Material to process:
▽

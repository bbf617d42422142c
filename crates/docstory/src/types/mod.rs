//! Core types for the story pipeline

pub mod document;
pub mod story;

pub use document::{Document, FileType, TextChunk};
pub use story::{FinalRecord, GeneratedAudio, GeneratedImage, ImagePrompt, StoryPart};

△

What the exercise asks:
Would you please write out the entire listing exactly?

Solution below:
repository bbf617d42422142c
filename crates/docstory/src/types/mod.rs
//! Core types for the story pipeline

pub mod document;
pub mod story;

pub use document::{Document, FileType, TextChunk};
pub use story::{FinalRecord, GeneratedAudio, GeneratedImage, ImagePrompt, StoryPart};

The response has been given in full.